The Pitch Clock and Its Effects on Pitching Performance and Injuries

Troy Taormina-USA TODAY Sports

As a measure to improve baseball for the average fan — or even the decidedly non-average fans who frequent our pages — I think the pitch clock has been a resounding success. Trimming almost half an hour from the length of games hasn’t diminished baseball itself, with the cutting room floor mainly littered with the things that take place in between the action. Now, you can argue that we’ve also eliminated some of the dramatic tension from crucial situations in important games. But for every high-stakes matchup between two great players in a big moment, there were a multitude of unimportant ones stretched out endlessly by a parade of uniform readjustments and crotch reconfigurations. I enjoy having a leisurely Campari and soda with a friend while waiting for dinner, but I certainly don’t want to do that for every meal, and if I could chop down cocktail hour to get my food more quickly, I’d happily find other moments for social bonding.

Of course, game length isn’t the only consideration when assessing the pitch clock. I’m frequently asked in my chats if I think a given pitcher’s underperformance relative to expectation can be attributed to the clock. It can’t feel great to do a job for a number of years and suddenly experience such a monumental change in how you go about executing it. Steve Trachsel ain’t punching no time clock!

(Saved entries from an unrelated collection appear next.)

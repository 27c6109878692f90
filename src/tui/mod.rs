mod export;
mod help;
mod state;

use crate::cli::{build_api, build_config, Cli};
use crate::model::{ControllerConfig, ControllerEvent};
use crate::orchestrator::{self, UiCommand};
use anyhow::{Context, Result};
use crossterm::{
    event::{self, Event, KeyCode, KeyEventKind, KeyModifiers},
    execute,
    terminal::{disable_raw_mode, enable_raw_mode, EnterAlternateScreen, LeaveAlternateScreen},
};
use ratatui::{
    backend::CrosstermBackend,
    layout::{Constraint, Direction, Layout, Rect},
    style::Color,
    style::Style,
    text::{Line, Span},
    widgets::{Block, Borders, Paragraph, Tabs, Wrap},
    Terminal,
};
use state::UiState;
use std::{io, time::Duration, time::Instant};
use tokio::sync::mpsc;
use tokio::sync::mpsc::{UnboundedReceiver, UnboundedSender};

pub async fn run(args: Cli) -> Result<()> {
    let cfg = build_config(&args);
    let api = build_api(&cfg)?;

    // Unbounded channels keep the UI thread from ever blocking on the controller.
    let (event_tx, event_rx) = mpsc::unbounded_channel::<ControllerEvent>();
    let (cmd_tx, cmd_rx) = mpsc::unbounded_channel::<UiCommand>();

    // Text given on the command line is submitted right away.
    let initial = args
        .input
        .clone()
        .filter(|t| t != "-")
        .and_then(|t| crate::cli::validate_text(t).ok());
    if let Some(text) = initial.as_ref() {
        let _ = cmd_tx.send(UiCommand::Submit(text.clone()));
    }

    // TUI runs in a dedicated thread to keep all blocking I/O out of the Tokio runtime.
    let ui_args = args.clone();
    let ui_cfg = cfg.clone();
    let ui_handle =
        std::thread::spawn(move || run_threaded(ui_args, ui_cfg, initial, event_rx, cmd_tx));

    let res = orchestrator::run_controller(api, &cfg, event_tx, cmd_rx).await;

    let join_res = tokio::task::spawn_blocking(move || ui_handle.join()).await;
    if let Ok(joined) = join_res {
        match joined {
            Ok(Ok(())) => {}
            Ok(Err(e)) => return Err(e),
            Err(_) => return Err(anyhow::anyhow!("TUI thread panicked")),
        }
    }

    res
}

/// Run the TUI loop on a dedicated thread.
pub fn run_threaded(
    args: Cli,
    cfg: ControllerConfig,
    initial: Option<String>,
    mut event_rx: UnboundedReceiver<ControllerEvent>,
    cmd_tx: UnboundedSender<UiCommand>,
) -> Result<()> {
    enable_raw_mode().context("enable raw mode")?;
    let mut stdout = io::stdout();
    execute!(stdout, EnterAlternateScreen).ok();

    let backend = CrosstermBackend::new(stdout);
    let mut terminal = match Terminal::new(backend) {
        Ok(t) => t,
        Err(e) => {
            restore_terminal();
            return Err(e).context("create terminal");
        }
    };
    terminal.clear().ok();

    // UiState is owned by the UI thread only; no cross-thread mutation.
    let mut state = UiState::default();
    if let Some(text) = initial {
        state.input = text;
        state.mark_submitted(orchestrator::now_utc());
    }

    let tick_rate = Duration::from_millis(100);
    let mut last_tick = Instant::now();

    let res = loop {
        // Drain events without blocking to keep UI responsive.
        while let Ok(ev) = event_rx.try_recv() {
            apply_event(&args, &cfg, &mut state, ev);
        }

        if last_tick.elapsed() >= tick_rate {
            terminal.draw(|f| draw(f.area(), f, &state)).ok();
            last_tick = Instant::now();
        }

        // Poll input with a short timeout to avoid blocking the render loop.
        if event::poll(Duration::from_millis(10)).unwrap_or(false) {
            if let Ok(Event::Key(k)) = event::read() {
                if k.kind != KeyEventKind::Press {
                    continue;
                }
                match (k.modifiers, k.code) {
                    (_, KeyCode::Esc) | (KeyModifiers::CONTROL, KeyCode::Char('c')) => {
                        let _ = cmd_tx.send(UiCommand::Quit);
                        break Ok(());
                    }
                    (_, KeyCode::Tab) => {
                        state.tab = (state.tab + 1) % 2;
                    }
                    (_, KeyCode::Enter) => match state.submission_text() {
                        Some(text) => {
                            state.mark_submitted(orchestrator::now_utc());
                            state.info = "Submitting…".into();
                            let _ = cmd_tx.send(UiCommand::Submit(text));
                        }
                        None => state.info = "Type some text first".into(),
                    },
                    (_, KeyCode::Backspace) => state.backspace(),
                    (KeyModifiers::CONTROL, KeyCode::Char('u')) => state.clear_input(),
                    (KeyModifiers::CONTROL, KeyCode::Char('y')) => {
                        match state.submission.job_id.clone() {
                            Some(job_id) => match export::copy_to_clipboard(&job_id) {
                                Ok(()) => state.info = format!("Copied job ID: {job_id}"),
                                Err(e) => state.info = format!("Copy failed: {e:#}"),
                            },
                            None => state.info = "No job ID yet".into(),
                        }
                    }
                    (KeyModifiers::CONTROL, KeyCode::Char('s')) => {
                        if state.submitted_at_utc.is_some() {
                            export::save_and_show_path(&cfg, &mut state);
                        } else {
                            state.info = "Nothing to save yet".into();
                        }
                    }
                    (m, KeyCode::Char(c)) if !m.contains(KeyModifiers::CONTROL) => {
                        if state.tab == 0 {
                            state.push_char(c);
                        }
                    }
                    _ => {}
                }
            }
        }
    };

    restore_terminal();
    res
}

fn restore_terminal() {
    disable_raw_mode().ok();
    execute!(io::stdout(), LeaveAlternateScreen).ok();
}

fn apply_event(args: &Cli, cfg: &ControllerConfig, state: &mut UiState, ev: ControllerEvent) {
    match ev {
        ControllerEvent::State(next) => {
            if state.apply_snapshot(*next) {
                handle_settled(args, cfg, state);
            }
        }
        ControllerEvent::Info(info) => state.info = info.to_message(),
    }
}

fn handle_settled(args: &Cli, cfg: &ControllerConfig, state: &mut UiState) {
    let submitted_at = state.submitted_at_utc.clone().unwrap_or_default();
    let processed =
        orchestrator::process_run_completion(args, cfg, submitted_at, &state.submission);

    state.info = match state.submission.status {
        crate::model::JobStatus::Completed => "Analysis completed".into(),
        _ => "Analysis failed".into(),
    };
    if !processed.export_messages.is_empty() {
        state.info = processed.export_messages.join("; ");
        if let Some(p) = args.export_json.as_ref() {
            state.last_exported_path = Some(p.display().to_string());
        }
    }
}

fn draw(area: Rect, f: &mut ratatui::Frame, state: &UiState) {
    let chunks = Layout::default()
        .direction(Direction::Vertical)
        .constraints([Constraint::Length(3), Constraint::Min(0)].as_ref())
        .split(area);

    let tabs = Tabs::new(vec![Line::from("Analyze"), Line::from("Help")])
        .select(state.tab)
        .block(Block::default().borders(Borders::ALL).title("AnalytiCore"))
        .highlight_style(Style::default().fg(Color::Yellow));
    f.render_widget(tabs, chunks[0]);

    match state.tab {
        0 => draw_form(chunks[1], f, state),
        _ => help::draw_help(chunks[1], f),
    }
}

fn draw_form(area: Rect, f: &mut ratatui::Frame, state: &UiState) {
    let chunks = Layout::default()
        .direction(Direction::Vertical)
        .constraints(
            [
                Constraint::Length(8),
                Constraint::Min(5),
                Constraint::Length(1),
            ]
            .as_ref(),
        )
        .split(area);

    let mut input = state.input.clone();
    input.push('▏');
    let input_box = Paragraph::new(input)
        .wrap(Wrap { trim: false })
        .block(
            Block::default()
                .borders(Borders::ALL)
                .title(format!("Text to analyze ({})", state.submit_hint())),
        );
    f.render_widget(input_box, chunks[0]);

    let title = match state.submission.status {
        crate::model::JobStatus::Idle => "Status".to_string(),
        s => format!("Job status: {s}"),
    };
    let status_box = Paragraph::new(state::status_lines(state, chunks[1].width))
        .wrap(Wrap { trim: false })
        .block(
            Block::default()
                .borders(Borders::ALL)
                .title(title)
                .border_style(Style::default().fg(state::status_color(state.submission.status))),
        );
    f.render_widget(status_box, chunks[1]);

    let footer = Line::from(vec![
        Span::styled(" ", Style::default()),
        Span::styled(state.info.clone(), Style::default().fg(Color::Cyan)),
        Span::raw("  "),
        Span::styled(
            "Tab: help  Esc: quit",
            Style::default().fg(Color::DarkGray),
        ),
    ]);
    f.render_widget(Paragraph::new(footer), chunks[2]);
}
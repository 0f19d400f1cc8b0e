//! Device handles: one native connection through libusb or hidapi.

use crate::error::{closed_handle, Error, Result};
use hidapi::{HidApi, HidDevice};
use log::{debug, error, warn};
use std::cell::RefCell;
use std::ffi::CStr;
use std::fmt;
use std::rc::Rc;
use std::time::Duration;

/// Backend library a device handle was opened through.
#[derive(Debug, Clone, Copy, PartialEq, Eq, Hash)]
pub enum Subsystem {
    /// libusb: event-driven asynchronous transfers.
    Usb,
    /// hidapi: blocking reads polled from the mainloop.
    HidApi,
}

impl fmt::Display for Subsystem {
    fn fmt(&self, f: &mut fmt::Formatter<'_>) -> fmt::Result {
        match self {
            Subsystem::Usb => f.write_str("libusb"),
            Subsystem::HidApi => f.write_str("hidapi"),
        }
    }
}

/// Identity of an opened device, passed to read callbacks as routing context.
/// Unique within one [`UsbHelper`](crate::UsbHelper).
#[derive(Debug, Clone, Copy, PartialEq, Eq, Hash, PartialOrd, Ord)]
pub struct HandleId(pub(crate) u64);

impl HandleId {
    /// Returns the raw numeric id.
    #[inline]
    pub fn get(&self) -> u64 {
        self.0
    }
}

impl fmt::Display for HandleId {
    fn fmt(&self, f: &mut fmt::Formatter<'_>) -> fmt::Result {
        write!(f, "device #{}", self.0)
    }
}

/// libusb connection, shared with the read loops still submitted against it.
pub(crate) type UsbConnection = Rc<RefCell<rusb::DeviceHandle<rusb::Context>>>;

pub(crate) enum Connection {
    Usb(UsbConnection),
    /// hidapi read loops only hold weak references, so dropping this closes the device.
    Hid(Rc<HidDevice>),
    Closed,
}

/// A handle to an opened device.
/// Created by [`UsbHelper::open`](crate::UsbHelper::open), released by [`DeviceHandle::close`]
/// or when dropped.
/// **Note:** This handle is not thread-safe (`!Send`, `!Sync`).
pub struct DeviceHandle {
    id: HandleId,
    subsystem: Subsystem,
    pub(crate) connection: Connection,
    interface: Option<u8>,
    pub(crate) control_timeout: Duration,
}

impl DeviceHandle {
    /// Opens the attached libusb device at `bus`/`address`.
    pub(crate) fn open_usb(
        context: &rusb::Context,
        id: HandleId,
        bus: u8,
        address: u8,
        control_timeout: Duration,
    ) -> Result<Self> {
        use rusb::UsbContext;

        let devices = context.devices().map_err(|e| {
            error!("Failed to list USB devices: {}", e);
            Error::Usb(e)
        })?;
        let device = find_attached(devices.iter(), bus, address, |device| {
            (device.bus_number(), device.address())
        })?;
        let mut usb = device.open().map_err(|e| {
            error!("Failed to open device {} on bus {}: {}", address, bus, e);
            Error::Usb(e)
        })?;
        if let Err(e) = usb.set_auto_detach_kernel_driver(true) {
            // Not available outside Linux; claiming works without it there.
            // This is the only place kernel drivers get detached.
            debug!("Kernel driver auto-detach unavailable: {}", e);
        }

        debug!("Opened {} (device {} on bus {}) via libusb", id, address, bus);
        Ok(DeviceHandle {
            id,
            subsystem: Subsystem::Usb,
            connection: Connection::Usb(Rc::new(RefCell::new(usb))),
            interface: None,
            control_timeout,
        })
    }

    /// Opens a hidapi device by its native path.
    pub(crate) fn open_hid(
        api: &HidApi,
        id: HandleId,
        path: &CStr,
        interface: Option<u8>,
        control_timeout: Duration,
    ) -> Result<Self> {
        let device = api.open_path(path).map_err(|e| {
            error!("Failed to open device {:?}: {}", path, e);
            Error::Hid(e)
        })?;

        debug!(
            "Opened {} ({:?}, interface {:?}) via hidapi",
            id, path, interface
        );
        Ok(DeviceHandle {
            id,
            subsystem: Subsystem::HidApi,
            connection: Connection::Hid(Rc::new(device)),
            interface,
            control_timeout,
        })
    }

    /// Returns the id passed to read callbacks for this device.
    #[inline]
    pub fn id(&self) -> HandleId {
        self.id
    }

    /// Returns the backend this handle was opened through.
    #[inline]
    pub fn subsystem(&self) -> Subsystem {
        self.subsystem
    }

    /// Interface number the device was opened for (hidapi only).
    #[inline]
    pub fn interface(&self) -> Option<u8> {
        self.interface
    }

    /// Returns `true` until the handle is closed.
    pub fn is_open(&self) -> bool {
        !matches!(self.connection, Connection::Closed)
    }

    /// Releases the native connection.
    ///
    /// No read loop should still be running on this device. A libusb loop
    /// that is still submitted keeps the connection open until it ends; a
    /// hidapi loop ends at its next poll.
    ///
    /// Closing a handle twice returns [`Error::Misuse`].
    pub fn close(&mut self) -> Result<()> {
        match std::mem::replace(&mut self.connection, Connection::Closed) {
            Connection::Usb(usb) => {
                if Rc::strong_count(&usb) > 1 {
                    warn!(
                        "Closing {} with {} read loop(s) still submitted; connection released when they end",
                        self.id,
                        Rc::strong_count(&usb) - 1
                    );
                }
                drop(usb);
            }
            Connection::Hid(hid) => drop(hid),
            Connection::Closed => {
                warn!("close called on {} which is already closed", self.id);
                return Err(closed_handle("close"));
            }
        }
        debug!("Closed {} ({})", self.id, self.subsystem);
        Ok(())
    }

    #[cfg(test)]
    pub(crate) fn closed_for_test(id: u64, subsystem: Subsystem, interface: Option<u8>) -> Self {
        DeviceHandle {
            id: HandleId(id),
            subsystem,
            connection: Connection::Closed,
            interface,
            control_timeout: crate::consts::DEFAULT_CONTROL_TIMEOUT,
        }
    }
}

/// Picks the attached device at `bus`/`address`.
pub(crate) fn find_attached<T, I, F>(devices: I, bus: u8, address: u8, location: F) -> Result<T>
where
    I: IntoIterator<Item = T>,
    F: Fn(&T) -> (u8, u8),
{
    devices
        .into_iter()
        .find(|device| location(device) == (bus, address))
        .ok_or_else(|| {
            error!("Device {} on bus {} not found", address, bus);
            Error::DeviceNotFound { bus, address }
        })
}

impl Drop for DeviceHandle {
    fn drop(&mut self) {
        if self.is_open() {
            let _ = self.close();
        }
    }
}

impl fmt::Debug for DeviceHandle {
    fn fmt(&self, f: &mut fmt::Formatter<'_>) -> fmt::Result {
        f.debug_struct("DeviceHandle")
            .field("id", &self.id)
            .field("subsystem", &self.subsystem)
            .field("open", &self.is_open())
            .field("interface", &self.interface)
            .finish()
    }
}

impl fmt::Display for DeviceHandle {
    fn fmt(&self, f: &mut fmt::Formatter<'_>) -> fmt::Result {
        write!(f, "{} ({})", self.id, self.subsystem)
    }
}
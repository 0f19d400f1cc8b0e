//! Interface to the host application's mainloop.
//!
//! The helper never owns a loop of its own. It registers one per-tick
//! callback when initialized and, for hidapi read loops, one-shot tasks
//! that run a given number of ticks later.

use std::time::Duration;

/// Callback invoked by the mainloop on every tick.
pub type TickCallback = Box<dyn FnMut(&mut dyn Mainloop)>;

/// One-shot task invoked by the mainloop after a delay. The task owns its payload.
pub type Task = Box<dyn FnOnce(&mut dyn Mainloop)>;

/// The host's periodic scheduler, as seen by the helper.
///
/// Implementations are expected to hand themselves to the callbacks they run,
/// so a task can reschedule itself.
pub trait Mainloop {
    /// Registers a callback to run on every tick.
    /// Returns `false` when the mainloop cannot take another callback.
    fn add_tick_callback(&mut self, callback: TickCallback) -> bool;

    /// Runs `task` once, no sooner than `ticks` ticks from now.
    /// Returns `false` when the task could not be scheduled.
    fn schedule(&mut self, ticks: u32, task: Task) -> bool;

    /// Time the mainloop would sleep before its next tick if nothing happens.
    fn sleep_time(&self) -> Duration;
}
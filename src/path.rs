//! Classification of device paths handed over by device discovery.
//!
//! Three shapes are recognized:
//!
//! *   `/hidapi<native path>` names a device to be opened through hidapi.
//!     On Windows the native path had its backslashes turned into slashes,
//!     which are reversed here. A `&mi_XX` component carries the interface
//!     number in hex.
//! *   `/win32/usb/<bus>/<address>` names a libusb device by bus number and
//!     device address, both in hex.
//! *   Anything else is taken as a sysfs device directory whose `busnum` and
//!     `devnum` attributes give the bus/address pair.

use crate::consts;
use crate::error::{Error, Result};
use log::trace;
use std::ffi::{CStr, CString};
use std::fmt;
use std::fs;
use std::path::{Path, PathBuf};

/// A device path after classification.
#[derive(Debug, Clone, PartialEq, Eq)]
pub enum DevicePath {
    /// Device to open with hidapi.
    HidApi {
        /// Native hidapi path.
        path: CString,
        /// Interface number parsed from the path, if present and well formed.
        interface: Option<u8>,
    },
    /// libusb device with a known bus/address pair.
    UsbAddress {
        /// USB bus number.
        bus: u8,
        /// Device address on that bus.
        address: u8,
    },
    /// libusb device described by a sysfs directory.
    Sysfs(PathBuf),
}

impl DevicePath {
    /// Classifies a path string. Only the synthetic shapes can fail here;
    /// sysfs paths are resolved later by [`DevicePath::usb_address`].
    pub fn parse(path: &str) -> Result<Self> {
        if let Some(native) = path.strip_prefix(consts::HIDAPI_PATH_PREFIX) {
            let native = if cfg!(windows) {
                native.replace('/', "\\")
            } else {
                native.to_string()
            };
            let interface = parse_interface_marker(&native);
            let path = CString::new(native).map_err(|_| {
                Error::ArgumentOutOfRange(format!("device path '{}' contains a NUL byte", path))
            })?;
            return Ok(DevicePath::HidApi { path, interface });
        }

        if let Some(address) = path.strip_prefix(consts::USB_ADDRESS_PATH_PREFIX) {
            let (bus, address) = parse_hex_address(address).ok_or_else(|| {
                Error::AddressResolution {
                    path: path.to_string(),
                    message: "expected <bus>/<address> in hex".to_string(),
                }
            })?;
            return Ok(DevicePath::UsbAddress { bus, address });
        }

        Ok(DevicePath::Sysfs(PathBuf::from(path)))
    }

    /// Resolves the USB bus/address pair of a libusb path.
    /// Returns `None` for hidapi paths.
    pub fn usb_address(&self) -> Option<Result<(u8, u8)>> {
        match self {
            DevicePath::HidApi { .. } => None,
            DevicePath::UsbAddress { bus, address } => Some(Ok((*bus, *address))),
            DevicePath::Sysfs(dir) => Some(read_sysfs_address(dir)),
        }
    }

    /// Builds the synthetic path naming a libusb device by bus and address.
    pub fn usb_address_path(bus: u8, address: u8) -> String {
        format!("{}{:x}/{:x}", consts::USB_ADDRESS_PATH_PREFIX, bus, address)
    }

    /// Builds the synthetic path naming a hidapi device.
    pub fn hidapi_path(native: &CStr) -> String {
        let native = native.to_string_lossy();
        let native = if cfg!(windows) {
            native.replace('\\', "/")
        } else {
            native.into_owned()
        };
        format!("{}{}", consts::HIDAPI_PATH_PREFIX, native)
    }
}

impl fmt::Display for DevicePath {
    fn fmt(&self, f: &mut fmt::Formatter<'_>) -> fmt::Result {
        match self {
            DevicePath::HidApi { path, .. } => write!(f, "{}", path.to_string_lossy()),
            DevicePath::UsbAddress { bus, address } => {
                write!(f, "device {} on bus {}", address, bus)
            }
            DevicePath::Sysfs(dir) => write!(f, "{}", dir.display()),
        }
    }
}

/// Parses the hex digits after `&mi_`. Anything malformed means "no interface".
fn parse_interface_marker(native: &str) -> Option<u8> {
    let start = native.find(consts::INTERFACE_MARKER)? + consts::INTERFACE_MARKER.len();
    let digits: String = native[start..]
        .chars()
        .take_while(|c| c.is_ascii_hexdigit())
        .collect();
    if digits.is_empty() {
        return None;
    }
    u8::from_str_radix(&digits, 16).ok()
}

fn parse_hex_address(s: &str) -> Option<(u8, u8)> {
    let (bus, address) = s.split_once('/')?;
    let address = address.trim_end_matches('/');
    Some((
        u8::from_str_radix(bus, 16).ok()?,
        u8::from_str_radix(address, 16).ok()?,
    ))
}

pub(crate) fn read_sysfs_address(dir: &Path) -> Result<(u8, u8)> {
    let bus = read_sysfs_number(dir, consts::SYSFS_BUSNUM)?;
    let address = read_sysfs_number(dir, consts::SYSFS_DEVNUM)?;
    trace!("{} resolved to bus {} address {}", dir.display(), bus, address);
    Ok((bus, address))
}

fn read_sysfs_number(dir: &Path, attribute: &str) -> Result<u8> {
    let file = dir.join(attribute);
    let text = fs::read_to_string(&file).map_err(|e| Error::AddressResolution {
        path: dir.display().to_string(),
        message: format!("failed to read {}: {}", file.display(), e),
    })?;
    text.trim().parse::<u8>().map_err(|e| Error::AddressResolution {
        path: dir.display().to_string(),
        message: format!("bad {} value '{}': {}", attribute, text.trim(), e),
    })
}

Another big question is whether the pitch clock, which can result in mechanical changes, could have an effect on injuries, a subject Will Sammon, Brittany Ghiroli and Eno Sarris explored for The Athletic after a high injury rate in April. While we obviously don’t have enough data to reach a verdict on the long-term effects of the clock (and things like Tommy John surgery count are still going to involve relatively small samples), as we near the halfway point of the season, we do have enough information to look at how the data are shaking out and arrive at some kind of preliminary conclusion about what’s going on.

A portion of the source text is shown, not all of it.